Search the entries below. Return every line that has "path" in it.

Entries shown Block Start

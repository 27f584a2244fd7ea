//! # ox-core: experiment management for training scripts
//!
//! **Version**: 0.1.0
//!
//! ox-core turns a training script that declares its own config schema into a
//! tracked, queryable experiment:
//!
//! - **Discovery** ([`script`]): a script describes its `Config` contract and
//!   `main` entry point through a small stdout protocol
//! - **Overrides** ([`overrides`]): `--flag value` tokens typed against the
//!   contract
//! - **Resolution** ([`resolve`]): defaults < YAML file < CLI, validated with
//!   per-field diagnostics
//! - **Records** ([`experiment`]): one `experiment.json` per experiment, with a
//!   user-owned `config.yaml` side-car
//! - **Queries** ([`query`]): SQL `WHERE` predicates over flattened records,
//!   evaluated with Arrow
//!
//! ## Example Usage
//!
//! ```rust
//! use ox_core::contract::ConfigContract;
//! use ox_core::experiment::{store, Experiment};
//! use ox_core::overrides::parse_overrides;
//! use ox_core::query::query_records;
//! use ox_core::resolve::resolve;
//!
//! # fn main() -> ox_core::Result<()> {
//! let contract = ConfigContract::builder().float("lr", 1e-3).int("epochs", 10).build()?;
//! let overrides = parse_overrides(&["--epochs", "3"], &contract)?;
//! let config = resolve(&contract, None, Some(&overrides))?;
//!
//! let experiment = Experiment::builder("baseline", "lr-sweep")
//!     .config(config.to_json().as_object().cloned().unwrap_or_default())
//!     .build();
//! let rows = query_records("epochs < 5 AND study = 'lr-sweep'", &[experiment])?;
//! assert_eq!(rows.len(), 1);
//! # Ok(())
//! # }
//! ```

#![warn(missing_docs)]
#![warn(clippy::all)]
#![warn(clippy::pedantic)]
#![warn(clippy::nursery)]

pub mod contract;
mod document;
pub mod error;
pub mod experiment;
pub mod logging;
pub mod overrides;
pub mod project;
pub mod query;
pub mod resolve;
pub mod runner;
pub mod script;
pub mod tracker;

pub use error::{Error, ErrorKind, Result};
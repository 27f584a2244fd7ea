//! Experiment records and their on-disk store
//!
//! ## Record Overview
//!
//! ```text
//! Experiment ── status: created → running → {completed, failed}
//!     │                 └──────────┴──────→ cancelled
//!     └── config  (read from the config.yaml side-car, never written)
//! ```
//!
//! ## Usage
//!
//! ```rust
//! use ox_core::experiment::{store, Experiment, Status};
//!
//! # fn main() -> ox_core::Result<()> {
//! let dir = tempfile::tempdir()?;
//! let path = dir.path().join("studies/lr-sweep/baseline/experiment.json");
//!
//! let mut experiment = Experiment::new("baseline", "lr-sweep");
//! experiment.set_status(Status::Running);
//! store::save(&experiment, &path)?;
//!
//! assert_eq!(store::load(&path)?, experiment);
//! # Ok(())
//! # }
//! ```

mod experiment_record;
mod status;
pub mod store;
pub mod timestamp;

pub use experiment_record::{Experiment, ExperimentBuilder};
pub use status::Status;
pub use store::{ExperimentFilter, ExperimentStore, LoadReport, SkippedRecord, StoreSummary};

Entries shown Block End

> [Solution to the exercise]
//! let path = dir.path().join("studies/lr-sweep/baseline/experiment.json");
//! store::save(&experiment, &path)?;
//! assert_eq!(store::load(&path)?, experiment);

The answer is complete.